[[ Data records open ]]

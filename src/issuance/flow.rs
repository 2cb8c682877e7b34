//! Obtain and renew, driven one (domain, key type) pair at a time.
//!
//! Both commands are strict: the first failing pair aborts the command.
//! The only non-error early exit is a renewal that is not due yet, which is
//! reported as a skip.

use std::path::Path;

use chrono::{DateTime, Utc};
use log::{info, warn};

use super::{
    acme::{AcmeClient, ObtainRequest},
    challenge::ChallengeRegistry,
    hook,
    keys::{check_private_key, generate_private_key},
};
use crate::{
    config::{ResolvedConfig, fallback_webroot_policy},
    core::types::{DomainPolicy, KeyType},
    error::{Error, Result, ResultExt},
    storage::certificates::{ArtifactPaths, CertificateStore},
};

/// A certificate written to the store by this run.
#[derive(Debug, Clone)]
pub struct Issued {
    pub domain: String,
    pub key_type: KeyType,
    pub not_after: DateTime<Utc>,
    pub paths: ArtifactPaths,
}

#[derive(Debug, Clone, PartialEq, Eq)]
pub struct Skipped {
    pub domain: String,
    pub key_type: KeyType,
    pub not_after: DateTime<Utc>,
}

#[derive(Debug)]
pub enum RenewOutcome {
    Renewed(Issued),
    NotDue { not_after: DateTime<Utc> },
}

#[derive(Debug, Default)]
pub struct ObtainReport {
    pub issued: Vec<Issued>,
}

#[derive(Debug, Default)]
pub struct RenewReport {
    pub renewed: Vec<Issued>,
    pub skipped: Vec<Skipped>,
    pub hook_ran: bool,
}

pub struct Lifecycle<'a> {
    config: &'a ResolvedConfig,
    registry: &'a ChallengeRegistry,
    client: &'a mut dyn AcmeClient,
    store: CertificateStore,
}

impl<'a> Lifecycle<'a> {
    pub fn new(
        config: &'a ResolvedConfig,
        registry: &'a ChallengeRegistry,
        client: &'a mut dyn AcmeClient,
    ) -> Self {
        Self {
            store: CertificateStore::new(&config.global.root_storage_dir),
            config,
            registry,
            client,
        }
    }

    pub fn store(&self) -> &CertificateStore {
        &self.store
    }

    /// Issues fresh certificates for `domain`, or for every configured domain.
    ///
    /// A named domain outside the configuration is served by a one-off
    /// http-path policy rooted at `fallback_webroot`, which is then required.
    pub fn obtain(
        &mut self,
        domain: Option<&str>,
        fallback_webroot: Option<&Path>,
    ) -> Result<ObtainReport> {
        let policies = match domain {
            Some(domain) => match (self.config.domain(domain)?, fallback_webroot) {
                (Some(policy), _) => vec![policy.clone()],
                (None, Some(webroot)) => {
                    info!("[obtain] {domain} is not configured, using webroot {}", webroot.display());
                    vec![fallback_webroot_policy(domain, webroot)?]
                }
                (None, None) => return Err(Error::RequiredParam("http-path")),
            },
            None => self.all_policies(),
        };
        self.check_providers(&policies)?;

        let mut report = ObtainReport::default();
        for policy in &policies {
            for &key_type in &policy.key_types {
                let issued = self
                    .obtain_one(policy, key_type)
                    .context(|| format!("obtain {} ({key_type})", policy.domain_key))?;
                report.issued.push(issued);
            }
        }
        info!("[obtain] issued {} certificate(s)", report.issued.len());
        Ok(report)
    }

    /// Renews certificates that fall inside the expiry window, then runs the
    /// after-renew command once if anything was renewed.
    pub fn renew(&mut self, domain: Option<&str>) -> Result<RenewReport> {
        let policies = match domain {
            Some(domain) => match self.config.domain(domain)? {
                Some(policy) => vec![policy.clone()],
                None => return Err(Error::UnknownDomain(domain.to_string())),
            },
            None => self.all_policies(),
        };
        self.check_providers(&policies)?;

        let mut report = RenewReport::default();
        for policy in &policies {
            for &key_type in &policy.key_types {
                let outcome = self
                    .renew_one(policy, key_type)
                    .context(|| format!("renew {} ({key_type})", policy.domain_key))?;
                match outcome {
                    RenewOutcome::Renewed(issued) => report.renewed.push(issued),
                    RenewOutcome::NotDue { not_after } => report.skipped.push(Skipped {
                        domain: policy.domain_key.clone(),
                        key_type,
                        not_after,
                    }),
                }
            }
        }
        info!(
            "[renew] renewed {} certificate(s), {} not due",
            report.renewed.len(),
            report.skipped.len()
        );

        if !report.renewed.is_empty() {
            if let Some(command) = self.config.global.after_renew_command.as_deref() {
                hook::run_after_renew(command)?;
                report.hook_ran = true;
            }
        }
        Ok(report)
    }

    fn all_policies(&self) -> Vec<DomainPolicy> {
        if self.config.domains.is_empty() {
            warn!("[lifecycle] no domains configured");
        }
        self.config.domains.values().cloned().collect()
    }

    /// Unknown challenge names fail here, before any CA traffic.
    fn check_providers(&self, policies: &[DomainPolicy]) -> Result<()> {
        for policy in policies {
            self.registry
                .capability(&policy.challenge_name)
                .context(|| format!("domain {}", policy.domain_key))?;
        }
        Ok(())
    }

    fn obtain_one(&mut self, policy: &DomainPolicy, key_type: KeyType) -> Result<Issued> {
        self.install_provider(policy)?;
        let private_key_pem = generate_private_key(key_type)?;
        self.issue(policy, key_type, &private_key_pem)
    }

    fn renew_one(&mut self, policy: &DomainPolicy, key_type: KeyType) -> Result<RenewOutcome> {
        let domain = policy.domain_key.as_str();
        let current = self.store.inspect(domain, key_type)?;
        let deadline = Utc::now() + self.config.global.expiry_threshold;
        if current.not_after > deadline {
            info!(
                "[renew] {domain} ({key_type}) not due, valid until {}",
                current.not_after
            );
            return Ok(RenewOutcome::NotDue {
                not_after: current.not_after,
            });
        }

        info!("[renew] {domain} ({key_type}) expires {}, renewing", current.not_after);
        let private_key_pem = self.store.load_private_key(domain, key_type)?;
        check_private_key(
            &private_key_pem,
            key_type,
            &self.store.paths(domain, key_type).private_key,
        )?;
        self.install_provider(policy)?;
        self.issue(policy, key_type, &private_key_pem)
            .map(RenewOutcome::Renewed)
    }

    fn install_provider(&mut self, policy: &DomainPolicy) -> Result<()> {
        let (capability, provider) = self
            .registry
            .build(policy)
            .context(|| format!("setup challenge {}", policy.challenge_name))?;
        self.client.set_challenge_provider(capability, provider);
        Ok(())
    }

    fn issue(&mut self, policy: &DomainPolicy, key_type: KeyType, private_key_pem: &str) -> Result<Issued> {
        let request = ObtainRequest {
            domains: &policy.san_list,
            key_type,
            private_key_pem,
            bundle: true,
            must_staple: true,
        };
        let artifact = self.client.obtain_certificate(&request)?;

        let domain = policy.domain_key.as_str();
        self.store.ensure_domain_dir(domain)?;
        let paths = self.store.save(domain, key_type, &artifact)?;
        Ok(Issued {
            domain: domain.to_string(),
            key_type,
            not_after: artifact.metadata.not_after,
            paths,
        })
    }
}

#[cfg(test)]
mod tests {
    use super::*;
    use crate::{
        config::{parse, resolve},
        core::types::CertificateArtifact,
        error::{AcmeError, ConfigError, ProviderError},
        issuance::challenge::{Capability, ChallengeProvider},
    };
    use serde_json::Value;

    /// Fails every call; the tests below must never reach the CA.
    #[derive(Default)]
    struct Unreachable {
        installs: usize,
    }

    impl AcmeClient for Unreachable {
        fn register(&mut self) -> Result<Value> {
            Err(AcmeError::Registration("unreachable".into()).into())
        }
        fn set_challenge_provider(&mut self, _: Capability, _: Box<dyn ChallengeProvider>) {
            self.installs += 1;
        }
        fn obtain_certificate(&mut self, _: &ObtainRequest<'_>) -> Result<CertificateArtifact> {
            Err(AcmeError::Order("unreachable".into()).into())
        }
    }

    fn config(body: &str) -> ResolvedConfig {
        let root = std::env::temp_dir().join(format!("acme-lego-flow-{}", uuid::Uuid::new_v4()));
        let path = root.join("config.toml");
        resolve(parse(body, &path).unwrap(), &path).unwrap()
    }

    #[test]
    fn unknown_provider_fails_before_any_install() {
        let config = config(
            r#"
            email = "ops@example.com"
            [domain-group."a.example"]
            challenge = "http-path"
            options = { public = "/srv/www" }
            [domain-group."b.example"]
            challenge = "dns-nowhere"
            "#,
        );
        let registry = ChallengeRegistry::builtin();
        let mut client = Unreachable::default();
        let err = Lifecycle::new(&config, &registry, &mut client)
            .obtain(None, None)
            .unwrap_err();

        assert!(matches!(err.origin(), Error::Provider(ProviderError::Unknown(name)) if name == "dns-nowhere"));
        assert_eq!(client.installs, 0);
    }

    #[test]
    fn unconfigured_domain_needs_fallback_webroot() {
        let config = config("email = \"ops@example.com\"\n");
        let registry = ChallengeRegistry::builtin();
        let mut client = Unreachable::default();
        let mut lifecycle = Lifecycle::new(&config, &registry, &mut client);

        assert!(matches!(
            lifecycle.obtain(Some("adhoc.example"), None).unwrap_err(),
            Error::RequiredParam("http-path")
        ));

        let err = lifecycle
            .obtain(Some("adhoc.example"), Some(Path::new("/srv/www")))
            .unwrap_err();
        assert!(err.report().contains("obtain adhoc.example (rsa-2048)"));
        assert!(matches!(err.origin(), Error::Acme(AcmeError::Order(_))));
        assert_eq!(client.installs, 1);
    }

    #[test]
    fn renew_rejects_unconfigured_domain() {
        let config = config("email = \"ops@example.com\"\n");
        let registry = ChallengeRegistry::builtin();
        let mut client = Unreachable::default();
        let err = Lifecycle::new(&config, &registry, &mut client)
            .renew(Some("ghost.example"))
            .unwrap_err();
        assert!(matches!(err, Error::UnknownDomain(domain) if domain == "ghost.example"));
    }

    #[test]
    fn named_domain_matches_its_group_in_any_spelling() {
        let config = config(
            r#"
            email = "ops@example.com"
            [domain-group."testé.fr"]
            options = { public = "/srv/www" }
            "#,
        );
        let registry = ChallengeRegistry::builtin();
        let mut client = Unreachable::default();
        let mut lifecycle = Lifecycle::new(&config, &registry, &mut client);

        // Found without a fallback webroot, so the configured group is used.
        let err = lifecycle.obtain(Some("TESTÉ.fr."), None).unwrap_err();
        assert!(err.report().contains("obtain xn--test-epa.fr (rsa-2048)"));
        assert!(matches!(err.origin(), Error::Acme(AcmeError::Order(_))));

        let err = lifecycle.renew(Some("testé.fr")).unwrap_err();
        assert!(err.report().contains("renew xn--test-epa.fr (rsa-2048)"));
        assert!(matches!(
            err.origin(),
            Error::Storage(crate::error::StorageError::NotFound(_))
        ));
    }

    #[test]
    fn invalid_domain_argument_is_a_config_error() {
        let config = config("email = \"ops@example.com\"\n");
        let registry = ChallengeRegistry::builtin();
        let mut client = Unreachable::default();
        let mut lifecycle = Lifecycle::new(&config, &registry, &mut client);

        for err in [
            lifecycle.obtain(Some("bad/example"), Some(Path::new("/srv/www"))).unwrap_err(),
            lifecycle.renew(Some("bad/example")).unwrap_err(),
        ] {
            assert!(matches!(err, Error::Config(ConfigError::InvalidName { .. })));
        }
        assert_eq!(client.installs, 0);
    }

    #[test]
    fn renew_without_stored_certificate_is_not_found() {
        let config = config(
            r#"
            email = "ops@example.com"
            [domain-group."a.example"]
            options = { public = "/srv/www" }
            "#,
        );
        let registry = ChallengeRegistry::builtin();
        let mut client = Unreachable::default();
        let err = Lifecycle::new(&config, &registry, &mut client)
            .renew(None)
            .unwrap_err();
        assert!(matches!(
            err.origin(),
            Error::Storage(crate::error::StorageError::NotFound(_))
        ));
        assert_eq!(client.installs, 0);
    }
}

[[ Data records closed ]]

Task to carry out =>
In the records above, find the line with "match (self.config.domain(domain)?, fallback_webroot)"; write out exactly that line and each one after it, stopping after the line with "(None, Some(webroot)) =>".

Response =>
            Some(domain) => match (self.config.domain(domain)?, fallback_webroot) {
                (Some(policy), _) => vec![policy.clone()],
                (None, Some(webroot)) => {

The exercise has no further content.